Kalb yetmezliğinde, böbrekteki kan akımının azalması (hipovolemi), böbrekteki yetersiz perfüzyona neden olarak renin- anjiotensin- aldosteron mekanizması uyarılır. Sonuç olarak sodyum ve su tutulumu ile ödem meydana gelir.
ÖDEM
Vücut ağırlığının ortalama %60’ı sudur. Bu suyun %40’ı İntrasellüler, %20’si ekstrasellüler alanda yer alır. Ödem terimi; hücreler arası aralık veya vücut boşluklarında anormal oranda sıvı birikimini anlatır. İki tip ödem mevcuttur. İltihabi ödem ve iltihabi olmayan ödem(hemodinamik ödem). Ödem; yaygın (sistemik- genel) veya lokalize (yerel- fokal) bir olay olarak ortaya çıkar. Anazarka terimi, tüm vücudu tutan derialtı bağ dokusunda belirgin şişme yapan, şiddetli ve yaygın ödem için kullanılan bir terimdir. Çeşitli seröz boşluklarda ödem birikimine hidrotoraks (plevra), hidroperikardium (perikard) ve hidroperitoneum (periton) gibi, özel adlar verilir. Peritonda sıvı birikimi “assit” olarak da adlandırılır. Beyin ventriküllerinde sıvı birikimine “hidrosefalis” adı verilir.

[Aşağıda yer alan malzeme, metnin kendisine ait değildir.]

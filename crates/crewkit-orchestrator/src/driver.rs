//! The orchestration driver: the stateful control loop over persisted
//! execution rows.
//!
//! The driver is not a long-lived process. Each entry point — the initial
//! [`CrewDriver::run`] or one of the three outcome callbacks — loads
//! fresh state from the store, makes one round of decisions, persists,
//! and returns. Everything needed to resume lives in the persisted rows,
//! so any invocation may happen on any worker.

use crate::contracts::{
    GoalDecomposer, JobQueue, OutputValidator, ResultSynthesizer, Validation, WorkUnit,
};
use crate::events::{CrewEvent, EventSink, TracingEventSink};
use crate::resolver;
use crate::store::ExecutionStore;
use crate::strategy::{
    DispatchStrategy, HierarchicalStrategy, ParallelStrategy, SequentialStrategy,
};
use crate::types::{
    CrewExecution, ExecutionStatus, ProcessType, TaskExecution, TaskSpec, TaskStatus,
    DEPENDENCY_OUTPUTS_KEY,
};
use chrono::Utc;
use crewkit_core::{CrewError, CrewResult};
use serde_json::Value;
use std::sync::Arc;
use tracing::{debug, info, warn};
use uuid::Uuid;

/// Failure message used when pending tasks can no longer become ready.
pub const DEADLOCK_MESSAGE: &str = "Deadlock: remaining tasks depend on failed tasks.";

/// Failure message used when decomposition yields no tasks.
pub const EMPTY_PLAN_MESSAGE: &str = "Coordinator produced an empty task plan.";

/// The crew execution driver.
///
/// Holds the persistence boundary, the collaborator seams, and one
/// strategy instance per process type. Safe to share behind an [`Arc`]
/// and re-enter from any callback.
pub struct CrewDriver {
    store: Arc<dyn ExecutionStore>,
    decomposer: Arc<dyn GoalDecomposer>,
    validator: Arc<dyn OutputValidator>,
    synthesizer: Arc<dyn ResultSynthesizer>,
    queue: Arc<dyn JobQueue>,
    events: Arc<dyn EventSink>,
    sequential: SequentialStrategy,
    parallel: ParallelStrategy,
    hierarchical: HierarchicalStrategy,
}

İltihabi olmayan ödem sıvısı, düşük protein ve kolloid içerir, transüda (nonenflamatuvariltihabi olmayan ödem sıvısı) olarak adlandırılır. Örneğin sol kalb yetmezliğine bağlı akciğer ödemi. Özgül ağırlığı 1.012 nin altında olan sıvı birikimidir. İltihabi sıvı birikimi, proteinden ve hücreden zengindir, eksuda (enflamatuvar- iltihabi ödem sıvısı) adını alır. Örnek akut iltihaptaki eksuda. Bu proteinli sıvının özgül ağırlığı 1.020 den yukarı olan sıvı birikimi tipidir. Ödemin mikroskopik görünümü, doku boşluklarının genişlemesi şeklindedir. Hücreler birbirinden bir derece uzaklaşmıştır. Doku gevşek bir görünümdedir.
Ödem, intravasküler kompartmandan intertisyel sıvıya doğru hareket ettiren güçlerin artması sonucu oluşur. Starling Kanunlarına göre normal sıvı değişimi, damar içi ve dışı hidrostatik ve osmotik basınçlarla düzenlenir. Damar içi hidrostatik basınç ile plazma kolloidal osmotik basıncın birbirine zıt etkiler, ödem patogenezindeki başlıca faktördür. Bu etkenlerden herhangi birinin bozulması ödeme yol açar.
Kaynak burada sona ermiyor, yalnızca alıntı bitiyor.